Announcement

Collapse
No announcement yet.
X
  • Filter
  • Time
  • Show
Clear All
new posts

  • String variable in regression

    I have a variable called Q9 which has either identical string values or empty cells. I want to generate a new variable called employment which takes a value of 1 if Q9 has a string value or a value of 0 if Q9 has a blank cell. I used the following codes:

    Code:
    encode Q9, gen(employment)
    probit dep_var employment indep_var1 indep_var2
    And got the following results:

    Code:
    Probit regression                               Number of obs     =        318
                                                    LR chi2(2)        =       6.91
                                                    Prob > chi2       =     0.0315
    Log likelihood = -93.626457                     Pseudo R2         =     0.0356
    
    ------------------------------------------------------------------------------
    dep_var |      Coef.   Std. Err.      z    P>|z|     [95% Conf. Interval]
    -------------+----------------------------------------------------------------
        indep_var1 |   .6149843   .2511377     2.45   0.014     .1227634    1.107205
     indept_var2 |   .1176468   .3881169     0.30   0.762    -.6430484     .878342
      employment |          0  (omitted)
           _cons |    .435061    .529323     0.82   0.411     -.602393    1.472515
    ------------------------------------------------------------------------------
    
    .
    end of do-file
    By the way, empty cells in a string variable indicate missing values...right? I ran the following code to check, but it did not show the existence of any missing values!

    Code:
    di missing(Q9)
    0
    Last edited by Taz Raihan; 04 Sep 2018, 13:42.

  • #2

    The -encode- command does not generate a zero corresponding to the missing values. It generates a missing value. So your variable employment will have a value of 1 in some observations, and be missing in all others. From -probit-'s perspective, the observations with missing values of any of the variables mentioned in the command must be omitted from the analysis, so within the estimation sample -probit- works with, your "variable" employment is just a constant, 1. That's why it gets omitted. You need an actual 0/1 variable. The simplest way to do that is forget about encode here and run:

    Code:
    gen byte employment = !missing(Q9)
    This version of the employment variable should work nicely with -probit-.

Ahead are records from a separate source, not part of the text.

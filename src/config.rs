//! Configuration management for ATC

use anyhow::{Context, Result};
use serde::{Deserialize, Serialize};
use std::fs;
use std::path::PathBuf;
use std::str::FromStr;
use std::time::Duration;

use crate::error::CompactError;

/// Operating mode for a capture session. Fixed for the session lifetime.
#[derive(Debug, Clone, Copy, PartialEq, Eq, Serialize, Deserialize, clap::ValueEnum)]
#[serde(rename_all = "kebab-case")]
pub enum CompactMode {
    /// Segment into redraw frames and deduplicate whole frames
    Frame,
    /// Per-line chrome filtering with first/last status retention
    Aggressive,
    /// Capture everything, reconstruct the settled transcript at flush
    SmartReconstruct,
}

impl Default for CompactMode {
    fn default() -> Self {
        CompactMode::Frame
    }
}

impl FromStr for CompactMode {
    type Err = CompactError;

    fn from_str(s: &str) -> Result<Self, Self::Err> {
        match s {
            "frame" => Ok(CompactMode::Frame),
            "aggressive" => Ok(CompactMode::Aggressive),
            "smart-reconstruct" => Ok(CompactMode::SmartReconstruct),
            other => Err(CompactError::UnknownMode(other.to_string())),
        }
    }
}

impl std::fmt::Display for CompactMode {
    fn fmt(&self, f: &mut std::fmt::Formatter<'_>) -> std::fmt::Result {
        let name = match self {
            CompactMode::Frame => "frame",
            CompactMode::Aggressive => "aggressive",
            CompactMode::SmartReconstruct => "smart-reconstruct",
        };
        write!(f, "{}", name)
    }
}

/// Per-session compaction configuration.
#[derive(Debug, Clone, Serialize, Deserialize)]
pub struct CompactConfig {
    #[serde(default)]
    pub mode: CompactMode,
    /// Minimum time between emitted frames
    #[serde(default = "default_min_frame_interval_ms")]
    pub min_frame_interval_ms: u64,
    /// Pending frame buffer capacity before force-emit
    #[serde(default = "default_max_frame_buffer")]
    pub max_frame_buffer: usize,
    #[serde(default = "default_true")]
    pub strip_ansi: bool,
    /// Mask digit runs before comparing frames/lines
    #[serde(default = "default_true")]
    pub normalize_numbers: bool,
    /// Retain the first and final occurrence of a spinner status line
    #[serde(default = "default_true")]
    pub keep_first_and_last_status: bool,
    /// Visible width below which a line is treated as redraw debris
    #[serde(default = "default_min_content_length")]
    pub min_content_length: usize,
    #[serde(default = "default_screen_cols")]
    pub screen_cols: usize,
    #[serde(default = "default_screen_rows")]
    pub screen_rows: usize,
}

fn default_min_frame_interval_ms() -> u64 {
    1000
}

fn default_max_frame_buffer() -> usize {
    5
}

fn default_true() -> bool {
    true
}

fn default_min_content_length() -> usize {
    5
}

fn default_screen_cols() -> usize {
    crate::screen::DEFAULT_COLS
}

fn default_screen_rows() -> usize {
    crate::screen::DEFAULT_ROWS
}

impl Default for CompactConfig {
    fn default() -> Self {
        Self {
            mode: CompactMode::default(),
            min_frame_interval_ms: default_min_frame_interval_ms(),
            max_frame_buffer: default_max_frame_buffer(),
            strip_ansi: default_true(),
            normalize_numbers: default_true(),
            keep_first_and_last_status: default_true(),
            min_content_length: default_min_content_length(),
            screen_cols: default_screen_cols(),
            screen_rows: default_screen_rows(),
        }
    }
}

impl CompactConfig {
    /// Path to the config file (~/.config/atc/config.toml)
    pub fn config_path() -> Result<PathBuf> {
        let config_dir = dirs::config_dir().context("Could not determine config directory")?;
        Ok(config_dir.join("atc").join("config.toml"))
    }

    /// Load configuration from disk, falling back to defaults when no file
    /// exists yet.
    pub fn load() -> Result<Self> {
        let path = Self::config_path()?;
        if !path.exists() {
            return Ok(Self::default());
        }
        let content = fs::read_to_string(&path)
            .with_context(|| format!("Failed to read config file: {}", path.display()))?;
        let config: Self = toml::from_str(&content)
            .with_context(|| format!("Failed to parse config file: {}", path.display()))?;
        Ok(config)
    }

    /// Save configuration to disk, creating parent directories as needed.
    pub fn save(&self) -> Result<()> {
        let path = Self::config_path()?;
        if let Some(parent) = path.parent() {
            fs::create_dir_all(parent)
                .with_context(|| format!("Failed to create config directory: {}", parent.display()))?;
        }
        let content = toml::to_string_pretty(self).context("Failed to serialize config")?;
        fs::write(&path, content)
            .with_context(|| format!("Failed to write config file: {}", path.display()))?;
        Ok(())
    }

    pub fn min_frame_interval(&self) -> Duration {
        Duration::from_millis(self.min_frame_interval_ms)
    }
}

    Your -di missing(Q9)- command does not do what you think it does. Remember that Q9 is a variable that takes on potentially different values in every observation. But -display- only displays one number. When -display- is confronted with an expression involving a variable, it defaults to the first value of that variable. So Stata looks at the value of Q9 in the first observation and then determines whether it is a missing value. If it were, it would respond to your -di- command with 1. As it turns out, the first value of Q9 is not missing, so Stata responds with 0.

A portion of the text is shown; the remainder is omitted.